Analysts believe that endemic poverty caused by desertification turned farmlands into barren lands and made the region a fertile ground for terrorists. There is an allegation that unemployed and hungry youths gladly accept peanuts from the masterminds to get involved in terrorism.

The rate of desertification in the country is reported to be high with the attendant destruction of about 2,168sq km of range land and cropland each year in the north. In Yobe, a study revealed that, in 1986, the rate of desertification which stood at 23.71 per cent increased to 31.30 per cent in 1999 and, by 2009, it had covered almost half of the state.

The report says that crop cultivation and animal rearing are no more productive in the state, because the soil has lost its fertility, while various infrastructures had collapsed as windstorm from the neighbouring Niger Republic and sand dunes had taken over the entire place.

In an interview, some northerners, who now reside in Lagos, claimed they fled the area and were engaged in menial jobs such as shoe mending, manicure, cart pushing and others, because the encroaching desert destroyed their farms.

Nigeria is being rated by the World Bank Group as among the world’s extremely poor countries, alongside India, China, Bangladesh, DR Congo, Indonesia, Pakistan, Tanzania, Ethiopia and Kenya, even with the country’s huge economy, the largest in Africa. However, a map of the country shows that its poverty index is concentrated in the North where desert encroachment is more pronounced.

For Majekodunmi, “we have always had beautiful policies to create shelter belts to tackle desertification in the north. We had one about 21 years ago, during the military era which, if implemented, would have saved us the problems we face now.”

He was optimistic that the Shelter Belt project which was inaugurated by Abuja and championed by credible stakeholders (such as renowned environmentalist, Newton Jibuno), will be successful. It was expected that the Federal Ministry of Environment would take over the project as well as the Great Green Wall programme so that they do not die like the ones before it.

The Great Green Wall (GGW) programme, in Bachaka, Kebbi State was flagged off in July 2013. It was meant “to create a contiguous greenbelt from the North-West to the North-East zone in the desert states with the objective of rehabilitating about 225,000 hectares of degraded lands, enhance food security, reduce rural poverty and generate employment for about 500,000 people in its first year of implementation”.
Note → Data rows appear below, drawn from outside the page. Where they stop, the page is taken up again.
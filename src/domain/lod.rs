// ============================================================
// Layer 3 — LoD Batch (ragged sequences)
// ============================================================
// A level-of-detail batch stores many variable-length token
// sequences back to back in one flat Vec, plus an offset table:
//
//   ids: [a a a a b b b b b b]
//   lod: [0,      4,          10]
//          └ seq 0 ┘└── seq 1 ──┘
//
// Sequence i is ids[lod[i]..lod[i + 1]].

use rand::Rng;
use serde::{Deserialize, Serialize};

use crate::error::{SentimentError, SentimentResult};

#[derive(Debug, Clone, PartialEq, Eq, Serialize, Deserialize)]
pub struct LodBatch {
    ids: Vec<i64>,
    lod: Vec<usize>,
}

impl LodBatch {
    /// Build a batch from flat ids and an offset table.
    pub fn new(ids: Vec<i64>, lod: Vec<usize>) -> SentimentResult<Self> {
        let invalid = |reason: &str| SentimentError::InvalidLod {
            lod:     lod.clone(),
            num_ids: ids.len(),
            reason:  reason.to_string(),
        };

        if lod.len() < 2 {
            return Err(invalid("need at least one sequence"));
        }
        if lod[0] != 0 {
            return Err(invalid("first offset must be 0"));
        }
        if lod.windows(2).any(|w| w[1] < w[0]) {
            return Err(invalid("offsets must be non-decreasing"));
        }
        if lod[lod.len() - 1] != ids.len() {
            return Err(invalid("last offset must equal the number of ids"));
        }
        if let Some(index) = lod.windows(2).position(|w| w[1] == w[0]) {
            return Err(SentimentError::EmptySequence { index });
        }

        Ok(Self { ids, lod })
    }

    /// Build a batch from already separated sequences.
    pub fn from_sequences<S: AsRef<[i64]>>(sequences: &[S]) -> SentimentResult<Self> {
        let mut ids = Vec::new();
        let mut lod = vec![0usize];
        for seq in sequences {
            ids.extend_from_slice(seq.as_ref());
            lod.push(ids.len());
        }
        Self::new(ids, lod)
    }

    /// Uniform random ids in `low..=high` laid out by `lod`.
    pub fn random<R: Rng>(
        lod:  Vec<usize>,
        low:  i64,
        high: i64,
        rng:  &mut R,
    ) -> SentimentResult<Self> {
        let total = lod.last().copied().unwrap_or(0);
        let ids = (0..total).map(|_| rng.gen_range(low..=high)).collect();
        Self::new(ids, lod)
    }

    pub fn num_sequences(&self) -> usize {
        self.lod.len() - 1
    }

    pub fn ids(&self) -> &[i64] {
        &self.ids
    }

    pub fn lengths(&self) -> Vec<usize> {
        self.lod.windows(2).map(|w| w[1] - w[0]).collect()
    }

    pub fn sequences(&self) -> impl Iterator<Item = &[i64]> + '_ {
        self.lod.windows(2).map(move |w| &self.ids[w[0]..w[1]])
    }

    /// Check every id fits an embedding table of `dict_len` rows.
    pub fn check_ids(&self, dict_len: usize) -> SentimentResult<()> {
        match self.ids.iter().find(|&&id| id < 0 || id as usize >= dict_len) {
            Some(&id) => Err(SentimentError::TokenOutOfRange { id, dict_len }),
            None      => Ok(()),
        }
    }
}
The 11 most affected states, commonly called frontline states, are Adamawa, Bauchi, Borno, Gombe, Jigawa, Kano, Kastina, Kebbi, Sokoto, Yobe and Zamfara.

At the time, 43.3 per cent of the total land area of the country was prone to desertification, which exposed 40 million Nigerians then to the threat of hunger and total starvation. There has not been any official confirmation of the extent of work done on the GGW project. Many concerned citizens are in doubt if the worsening security problem in the region could allow any meaningful project to take place there.

A security expert, Wilson Esangbedo, has been wondering “how a place under such serious security threat and heavy military deployment will welcome any development project”. According to him, “what is required is for the government to go to areas where there is relative peace and make its presence felt”.

Although oil companies are required to clean up their areas of operations, they cite the insecurity in the region as the excuse for failing to abide by the code. This explains why it is a welcome development that one of the giant companies operating there, ExxonMobil, announced plans to commence high sea clean-up of oil spills.

Environmental rights advocacy groups have been urging for the country’s Environmental Impact Assessment to be rigorously enforced to make oil companies account for the pollution that they cause.

Experts hold the view that getting oil companies to clean up their spills would not only encourage companies to buy and install pollution-control equipment, but would also help in creating jobs for the people.

Obviously, it is important that Abuja should have the will power to implement all its policies on creating a safe environment that is conducive for humanity to work and earn their living, in order to shun every temptation to disturb public peace.